=== Exercise directions ===
Copy every line from the material below that holds "Failed".

=== Input ===
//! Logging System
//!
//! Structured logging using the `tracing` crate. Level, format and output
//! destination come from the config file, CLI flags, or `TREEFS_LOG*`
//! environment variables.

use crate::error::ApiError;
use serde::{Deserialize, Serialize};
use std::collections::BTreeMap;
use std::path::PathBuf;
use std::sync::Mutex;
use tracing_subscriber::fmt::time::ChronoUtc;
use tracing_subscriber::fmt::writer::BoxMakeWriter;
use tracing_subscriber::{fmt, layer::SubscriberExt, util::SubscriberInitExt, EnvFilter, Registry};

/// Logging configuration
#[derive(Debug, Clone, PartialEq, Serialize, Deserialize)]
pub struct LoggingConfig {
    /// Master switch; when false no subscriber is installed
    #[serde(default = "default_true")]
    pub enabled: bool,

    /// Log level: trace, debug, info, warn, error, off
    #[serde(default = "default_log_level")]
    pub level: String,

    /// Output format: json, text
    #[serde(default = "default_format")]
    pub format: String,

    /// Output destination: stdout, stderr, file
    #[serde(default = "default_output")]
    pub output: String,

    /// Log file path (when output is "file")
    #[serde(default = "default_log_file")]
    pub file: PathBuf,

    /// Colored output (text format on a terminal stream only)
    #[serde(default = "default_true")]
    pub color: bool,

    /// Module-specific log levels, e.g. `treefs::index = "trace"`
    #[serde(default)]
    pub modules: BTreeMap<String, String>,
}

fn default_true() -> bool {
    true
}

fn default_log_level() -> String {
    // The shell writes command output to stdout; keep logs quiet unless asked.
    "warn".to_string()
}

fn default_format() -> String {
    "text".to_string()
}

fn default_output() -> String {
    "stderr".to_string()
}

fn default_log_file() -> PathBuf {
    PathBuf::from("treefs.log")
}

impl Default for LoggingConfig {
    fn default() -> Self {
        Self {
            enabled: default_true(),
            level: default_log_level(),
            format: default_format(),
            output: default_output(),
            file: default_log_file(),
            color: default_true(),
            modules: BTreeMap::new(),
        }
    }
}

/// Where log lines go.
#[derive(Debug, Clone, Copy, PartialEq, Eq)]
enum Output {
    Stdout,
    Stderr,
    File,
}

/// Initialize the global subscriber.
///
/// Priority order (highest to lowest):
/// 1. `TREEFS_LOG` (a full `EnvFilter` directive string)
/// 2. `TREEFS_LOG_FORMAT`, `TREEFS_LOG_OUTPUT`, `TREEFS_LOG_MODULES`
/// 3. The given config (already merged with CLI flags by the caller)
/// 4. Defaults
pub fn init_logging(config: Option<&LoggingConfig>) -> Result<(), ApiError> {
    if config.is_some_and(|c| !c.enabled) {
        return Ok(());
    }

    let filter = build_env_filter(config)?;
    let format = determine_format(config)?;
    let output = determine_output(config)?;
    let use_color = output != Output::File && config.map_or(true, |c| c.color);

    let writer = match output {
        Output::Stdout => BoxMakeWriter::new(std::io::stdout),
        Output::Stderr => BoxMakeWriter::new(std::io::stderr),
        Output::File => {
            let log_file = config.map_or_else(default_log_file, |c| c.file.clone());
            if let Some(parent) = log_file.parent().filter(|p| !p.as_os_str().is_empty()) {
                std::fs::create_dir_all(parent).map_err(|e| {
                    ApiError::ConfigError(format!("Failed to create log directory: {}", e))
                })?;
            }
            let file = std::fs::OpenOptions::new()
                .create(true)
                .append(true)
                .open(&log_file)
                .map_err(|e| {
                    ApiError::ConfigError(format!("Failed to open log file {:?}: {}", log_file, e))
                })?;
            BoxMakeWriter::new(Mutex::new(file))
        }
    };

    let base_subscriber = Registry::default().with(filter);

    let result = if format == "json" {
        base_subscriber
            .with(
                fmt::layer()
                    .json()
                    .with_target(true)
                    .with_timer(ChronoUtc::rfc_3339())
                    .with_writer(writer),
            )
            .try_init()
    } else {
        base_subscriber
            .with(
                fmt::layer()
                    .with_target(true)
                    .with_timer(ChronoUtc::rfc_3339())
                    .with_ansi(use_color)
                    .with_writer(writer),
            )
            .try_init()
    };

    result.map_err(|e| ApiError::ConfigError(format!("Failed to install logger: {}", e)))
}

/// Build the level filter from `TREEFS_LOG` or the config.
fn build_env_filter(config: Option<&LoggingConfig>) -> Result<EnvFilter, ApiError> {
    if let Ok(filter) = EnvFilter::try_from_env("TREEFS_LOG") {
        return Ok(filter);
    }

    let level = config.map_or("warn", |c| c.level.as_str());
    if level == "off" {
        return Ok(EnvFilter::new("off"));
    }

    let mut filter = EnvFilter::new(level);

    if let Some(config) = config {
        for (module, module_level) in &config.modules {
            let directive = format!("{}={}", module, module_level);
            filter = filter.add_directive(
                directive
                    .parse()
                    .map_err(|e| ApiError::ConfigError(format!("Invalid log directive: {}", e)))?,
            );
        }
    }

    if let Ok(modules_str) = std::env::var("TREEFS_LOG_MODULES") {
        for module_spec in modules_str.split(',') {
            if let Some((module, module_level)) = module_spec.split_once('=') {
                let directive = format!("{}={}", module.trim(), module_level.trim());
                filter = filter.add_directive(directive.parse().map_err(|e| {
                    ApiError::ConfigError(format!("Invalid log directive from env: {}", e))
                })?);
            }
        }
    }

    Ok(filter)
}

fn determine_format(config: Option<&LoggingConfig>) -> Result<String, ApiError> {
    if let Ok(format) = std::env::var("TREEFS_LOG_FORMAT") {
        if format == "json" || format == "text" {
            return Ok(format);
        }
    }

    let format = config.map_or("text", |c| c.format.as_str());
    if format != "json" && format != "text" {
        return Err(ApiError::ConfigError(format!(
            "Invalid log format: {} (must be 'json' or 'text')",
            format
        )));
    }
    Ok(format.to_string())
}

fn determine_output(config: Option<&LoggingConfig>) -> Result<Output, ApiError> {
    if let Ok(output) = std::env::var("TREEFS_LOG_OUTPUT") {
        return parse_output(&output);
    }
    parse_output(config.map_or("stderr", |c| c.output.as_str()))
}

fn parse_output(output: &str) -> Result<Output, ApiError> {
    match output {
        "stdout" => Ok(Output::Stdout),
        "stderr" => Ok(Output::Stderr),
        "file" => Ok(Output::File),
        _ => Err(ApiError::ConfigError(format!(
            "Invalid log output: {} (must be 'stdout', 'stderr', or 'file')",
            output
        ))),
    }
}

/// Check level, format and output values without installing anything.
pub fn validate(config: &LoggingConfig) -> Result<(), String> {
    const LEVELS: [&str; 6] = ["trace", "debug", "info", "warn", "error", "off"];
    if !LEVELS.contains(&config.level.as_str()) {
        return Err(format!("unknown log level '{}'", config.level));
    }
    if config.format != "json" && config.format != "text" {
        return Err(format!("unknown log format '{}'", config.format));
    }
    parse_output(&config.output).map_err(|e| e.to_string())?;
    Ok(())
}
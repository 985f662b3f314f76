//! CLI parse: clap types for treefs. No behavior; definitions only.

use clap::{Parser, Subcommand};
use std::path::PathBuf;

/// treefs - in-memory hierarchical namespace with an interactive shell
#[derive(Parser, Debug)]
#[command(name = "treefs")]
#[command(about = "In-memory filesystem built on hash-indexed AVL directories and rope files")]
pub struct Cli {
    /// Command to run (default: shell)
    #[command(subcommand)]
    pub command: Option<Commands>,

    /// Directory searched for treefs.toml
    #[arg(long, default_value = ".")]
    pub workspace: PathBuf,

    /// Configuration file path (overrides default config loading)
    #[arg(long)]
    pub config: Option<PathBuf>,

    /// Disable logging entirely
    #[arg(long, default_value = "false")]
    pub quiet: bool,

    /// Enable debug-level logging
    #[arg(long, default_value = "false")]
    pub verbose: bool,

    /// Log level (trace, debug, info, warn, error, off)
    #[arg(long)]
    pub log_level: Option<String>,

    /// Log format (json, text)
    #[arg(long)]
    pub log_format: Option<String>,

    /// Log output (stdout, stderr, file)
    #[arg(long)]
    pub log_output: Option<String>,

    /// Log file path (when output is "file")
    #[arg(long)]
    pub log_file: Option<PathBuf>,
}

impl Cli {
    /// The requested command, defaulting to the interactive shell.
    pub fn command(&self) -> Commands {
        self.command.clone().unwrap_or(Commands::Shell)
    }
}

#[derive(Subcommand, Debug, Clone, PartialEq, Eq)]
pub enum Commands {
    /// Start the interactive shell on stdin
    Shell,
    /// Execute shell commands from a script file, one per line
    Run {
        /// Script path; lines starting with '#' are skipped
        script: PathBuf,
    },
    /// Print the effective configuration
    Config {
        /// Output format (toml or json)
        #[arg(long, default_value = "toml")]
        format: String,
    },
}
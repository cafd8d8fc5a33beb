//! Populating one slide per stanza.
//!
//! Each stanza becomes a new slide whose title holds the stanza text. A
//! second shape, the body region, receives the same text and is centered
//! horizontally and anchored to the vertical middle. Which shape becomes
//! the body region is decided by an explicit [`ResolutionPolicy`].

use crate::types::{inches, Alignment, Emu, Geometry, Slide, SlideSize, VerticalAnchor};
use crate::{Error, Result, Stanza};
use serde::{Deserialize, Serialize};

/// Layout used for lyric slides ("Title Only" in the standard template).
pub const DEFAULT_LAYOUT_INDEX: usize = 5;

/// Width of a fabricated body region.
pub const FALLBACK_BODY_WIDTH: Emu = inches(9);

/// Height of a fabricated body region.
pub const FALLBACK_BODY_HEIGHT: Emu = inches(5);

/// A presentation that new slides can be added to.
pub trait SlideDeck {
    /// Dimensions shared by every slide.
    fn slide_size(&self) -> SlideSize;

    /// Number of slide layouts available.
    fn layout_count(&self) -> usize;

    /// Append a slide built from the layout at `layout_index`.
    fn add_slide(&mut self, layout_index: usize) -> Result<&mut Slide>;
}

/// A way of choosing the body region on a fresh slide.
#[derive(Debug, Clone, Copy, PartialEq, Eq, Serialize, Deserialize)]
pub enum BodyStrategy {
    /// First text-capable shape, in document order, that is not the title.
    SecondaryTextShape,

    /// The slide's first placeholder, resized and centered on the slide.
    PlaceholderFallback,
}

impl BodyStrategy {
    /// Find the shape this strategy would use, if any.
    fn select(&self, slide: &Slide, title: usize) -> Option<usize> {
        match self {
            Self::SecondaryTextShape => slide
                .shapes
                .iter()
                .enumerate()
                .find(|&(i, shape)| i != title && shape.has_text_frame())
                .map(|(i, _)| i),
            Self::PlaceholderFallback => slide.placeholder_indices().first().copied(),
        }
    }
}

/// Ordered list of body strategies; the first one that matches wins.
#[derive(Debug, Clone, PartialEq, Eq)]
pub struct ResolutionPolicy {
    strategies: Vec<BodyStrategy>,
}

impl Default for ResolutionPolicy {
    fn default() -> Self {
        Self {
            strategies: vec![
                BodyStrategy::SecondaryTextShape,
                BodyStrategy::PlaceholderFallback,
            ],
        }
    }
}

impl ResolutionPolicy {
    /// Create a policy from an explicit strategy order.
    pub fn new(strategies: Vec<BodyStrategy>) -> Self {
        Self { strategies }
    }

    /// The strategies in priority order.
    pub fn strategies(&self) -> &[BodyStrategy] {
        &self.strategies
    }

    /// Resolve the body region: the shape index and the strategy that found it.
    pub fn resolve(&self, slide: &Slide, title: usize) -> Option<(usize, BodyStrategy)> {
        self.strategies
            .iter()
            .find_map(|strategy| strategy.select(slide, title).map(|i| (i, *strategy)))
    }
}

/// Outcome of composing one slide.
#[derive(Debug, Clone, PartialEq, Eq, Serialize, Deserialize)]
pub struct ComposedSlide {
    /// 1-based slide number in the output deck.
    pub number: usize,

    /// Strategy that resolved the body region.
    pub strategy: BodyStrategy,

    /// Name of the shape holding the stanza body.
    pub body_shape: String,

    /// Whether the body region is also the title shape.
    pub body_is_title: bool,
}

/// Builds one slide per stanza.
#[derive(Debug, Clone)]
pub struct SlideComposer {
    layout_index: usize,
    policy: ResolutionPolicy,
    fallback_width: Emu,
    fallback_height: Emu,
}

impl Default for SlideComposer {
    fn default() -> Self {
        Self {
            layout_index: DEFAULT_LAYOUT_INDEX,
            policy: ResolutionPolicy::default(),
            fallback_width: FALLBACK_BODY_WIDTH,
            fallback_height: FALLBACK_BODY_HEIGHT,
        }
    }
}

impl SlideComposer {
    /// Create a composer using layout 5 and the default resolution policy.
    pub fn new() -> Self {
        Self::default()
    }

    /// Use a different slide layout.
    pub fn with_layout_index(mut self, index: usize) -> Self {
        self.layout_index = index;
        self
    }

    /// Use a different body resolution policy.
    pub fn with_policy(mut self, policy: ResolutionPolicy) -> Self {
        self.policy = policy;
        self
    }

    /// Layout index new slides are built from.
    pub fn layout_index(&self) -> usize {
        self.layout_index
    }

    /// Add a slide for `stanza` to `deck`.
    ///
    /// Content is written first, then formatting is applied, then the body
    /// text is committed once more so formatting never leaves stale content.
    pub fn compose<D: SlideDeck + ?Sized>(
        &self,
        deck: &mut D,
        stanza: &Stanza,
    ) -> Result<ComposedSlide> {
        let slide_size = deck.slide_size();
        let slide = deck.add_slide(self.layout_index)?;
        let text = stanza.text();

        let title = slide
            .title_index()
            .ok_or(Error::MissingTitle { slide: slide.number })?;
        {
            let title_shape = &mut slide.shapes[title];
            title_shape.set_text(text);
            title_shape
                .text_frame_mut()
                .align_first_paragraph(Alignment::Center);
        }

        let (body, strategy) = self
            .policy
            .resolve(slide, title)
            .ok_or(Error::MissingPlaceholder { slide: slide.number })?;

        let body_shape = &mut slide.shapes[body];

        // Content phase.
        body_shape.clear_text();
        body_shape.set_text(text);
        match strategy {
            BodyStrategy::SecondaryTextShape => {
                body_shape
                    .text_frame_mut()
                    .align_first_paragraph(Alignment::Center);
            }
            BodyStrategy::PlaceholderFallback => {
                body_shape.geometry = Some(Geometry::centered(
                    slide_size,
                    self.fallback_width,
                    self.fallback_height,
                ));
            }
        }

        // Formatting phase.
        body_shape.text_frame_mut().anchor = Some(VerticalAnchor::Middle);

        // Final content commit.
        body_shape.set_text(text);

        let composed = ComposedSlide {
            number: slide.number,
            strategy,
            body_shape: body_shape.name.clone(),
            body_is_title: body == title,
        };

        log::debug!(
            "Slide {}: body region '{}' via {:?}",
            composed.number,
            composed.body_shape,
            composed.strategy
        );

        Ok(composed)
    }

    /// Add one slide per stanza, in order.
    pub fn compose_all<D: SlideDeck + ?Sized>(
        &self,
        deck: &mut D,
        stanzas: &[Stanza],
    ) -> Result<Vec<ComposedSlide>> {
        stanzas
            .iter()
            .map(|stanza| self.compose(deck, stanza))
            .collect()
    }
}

=== Completed task ===
                    ApiError::ConfigError(format!("Failed to create log directory: {}", e))
                    ApiError::ConfigError(format!("Failed to open log file {:?}: {}", log_file, e))
    result.map_err(|e| ApiError::ConfigError(format!("Failed to install logger: {}", e)))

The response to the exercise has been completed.